Por eso nos alegra tanto
que el autor de Un byte de adolescencia
invite al lector a conectarse a Internet, y buscar en su blog las entradas del
relato original. Nos advierte que allí
podremos encontrar otras versiones de esta novela, comparar documentos y dejar nuestras
opiniones, pero también disfrutar
canciones, videos, fotos con distintos perfiles de Ka, tal como se veía en el
suceso real. Es una proposición muy inteligente, empañada un poco por lo
que acaso sea una broma que no entendimos bien. Al abrir la novela tropezamos
con una portadilla donde se nos advierte que estamos ante una Edición definitiva. Revisada, ampliada y
fijada por el autor.
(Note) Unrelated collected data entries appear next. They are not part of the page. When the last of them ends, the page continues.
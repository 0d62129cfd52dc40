/*!
 * Function Attribute Hints
 * Item macros that attach inlining and code-layout attributes to functions
 *
 * Each macro takes one or more function items and re-emits them with the
 * attribute the active toolchain understands, or unchanged in the fallback.
 * Every macro is defined once per `cfg` branch, mirroring `ActiveToolchain`.
 *
 * ```
 * perf_hints::force_inline! {
 *     pub fn add(a: i32, b: i32) -> i32 {
 *         a + b
 *     }
 * }
 *
 * perf_hints::cold! {
 *     fn report(code: u32) -> String {
 *         format!("error {code}")
 *     }
 * }
 *
 * assert_eq!(add(2, 3), 5);
 * assert_eq!(report(7), "error 7");
 * ```
 *
 * `hot!` and `optimize_for!` emit `#[optimize(..)]` under the `nightly`
 * feature; crates using them on nightly must enable `optimize_attribute`.
 */

/// Keep the function out of line at every call site
#[cfg(not(feature = "portable-fallback"))]
#[macro_export]
macro_rules! forbid_inline {
    ($($item:item)*) => {
        $( #[inline(never)] $item )*
    };
}

/// Keep the function out of line at every call site
#[cfg(feature = "portable-fallback")]
#[macro_export]
macro_rules! forbid_inline {
    ($($item:item)*) => {
        $( $item )*
    };
}

/// Inline the function at every call site
///
/// Degrades to an ordinary `#[inline]` suggestion in the fallback.
#[cfg(not(feature = "portable-fallback"))]
#[macro_export]
macro_rules! force_inline {
    ($($item:item)*) => {
        $( #[inline(always)] $item )*
    };
}

/// Inline the function at every call site
///
/// Degrades to an ordinary `#[inline]` suggestion in the fallback.
#[cfg(feature = "portable-fallback")]
#[macro_export]
macro_rules! force_inline {
    ($($item:item)*) => {
        $( #[inline] $item )*
    };
}

/// Mark the function as rarely called
#[cfg(not(feature = "portable-fallback"))]
#[macro_export]
macro_rules! cold {
    ($($item:item)*) => {
        $( #[cold] $item )*
    };
}

/// Mark the function as rarely called
#[cfg(feature = "portable-fallback")]
#[macro_export]
macro_rules! cold {
    ($($item:item)*) => {
        $( $item )*
    };
}

/// Mark the function as frequently called
///
/// Stable rustc has no hot attribute, so only nightly changes code generation.
#[cfg(all(feature = "nightly", not(feature = "portable-fallback")))]
#[macro_export]
macro_rules! hot {
    ($($item:item)*) => {
        $( #[optimize(speed)] $item )*
    };
}

/// Mark the function as frequently called
///
/// Stable rustc has no hot attribute, so only nightly changes code generation.
#[cfg(not(all(feature = "nightly", not(feature = "portable-fallback"))))]
#[macro_export]
macro_rules! hot {
    ($($item:item)*) => {
        $( $item )*
    };
}

/// Request a per-function optimization goal: `speed` or `size`
#[cfg(all(feature = "nightly", not(feature = "portable-fallback")))]
#[macro_export]
macro_rules! optimize_for {
    (speed => $($item:item)*) => {
        $( #[optimize(speed)] $item )*
    };
    (size => $($item:item)*) => {
        $( #[optimize(size)] $item )*
    };
}

/// Request a per-function optimization goal: `speed` or `size`
#[cfg(not(all(feature = "nightly", not(feature = "portable-fallback"))))]
#[macro_export]
macro_rules! optimize_for {
    (speed => $($item:item)*) => {
        $( $item )*
    };
    (size => $($item:item)*) => {
        $( $item )*
    };
}

#[cfg(test)]
mod tests {
    crate::forbid_inline! {
        fn outlined(x: u32) -> u32 {
            x * 3
        }
    }

    crate::force_inline! {
        fn mul(a: i64, b: i64) -> i64 {
            a * b
        }

        fn negate(a: i64) -> i64 {
            -a
        }
    }

    crate::hot! {
        fn hot_square(x: u64) -> u64 {
            x * x
        }
    }

    crate::cold! {
        fn cold_describe(code: i32) -> String {
            format!("code={code}")
        }
    }

    crate::optimize_for! { size =>
        fn small_sum(values: &[u8]) -> u32 {
            values.iter().map(|&v| v as u32).sum()
        }
    }

    #[test]
    fn test_forbid_inline_stays_addressable() {
        let f: fn(u32) -> u32 = outlined;
        assert_eq!(f(7), 21);
        assert_eq!(outlined(0), 0);
    }

    #[test]
    fn test_force_inline_multiple_items() {
        assert_eq!(mul(6, 7), 42);
        assert_eq!(negate(mul(2, 3)), -6);

        let f: fn(i64, i64) -> i64 = mul;
        assert_eq!(f(-4, 5), -20);
    }

    #[test]
    fn test_hot_and_cold_keep_results() {
        for _ in 0..3 {
            assert_eq!(hot_square(12), 144);
            assert_eq!(cold_describe(-1), "code=-1");
        }
    }

    #[test]
    fn test_optimize_for_keeps_results() {
        assert_eq!(small_sum(&[1, 2, 250]), 253);
        assert_eq!(small_sum(&[]), 0);
    }
}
Luego, en la pág. 184, hay una nota al pie que desautoriza la segunda, tercera y cuarta
versiones. Esa férula ortopédica es, a nuestro modo de ver, un obstáculo
que lastra la principal virtud del libro: su capacidad interactiva, dialogante,
de crucigrama que debe ser completado por sus lectores. Hemos pensado que puede
tratarse de una intervención de la editora, el personaje de la editora. (No confundirla con Teresa Melo, que es un
alma de Dios). Agradeceríamos que el autor colgara en su blog un aviso que nos
suministre un poco de luces al respecto. ¿Por qué razón se obliteran las
posibilidades de expansión de una obra que pregona a los cuatro vientos su calidad
incuestionable de work in progress?
A pesar de sus
ostensibles contradicciones y lo incómoda que pueda resultar su apreciación por
un lector hecho a las maneras de relatar convencionales, nadie podrá negar que Un byte de adolescencia es, como lo
define su propio autor, un calidoscopio
de colores y figuras geométricas que llevan el signo inequívoco de la
transición.
Presentación por el #poeta José Luis Serrano de la #novela Un byte de adolescencia, de Edel Morales, en #Gibara, #Holguín, Casa de la Cultura, durante las actividades por los 30 años de las Ediciones Holguín, 17 de septiembre de 2016.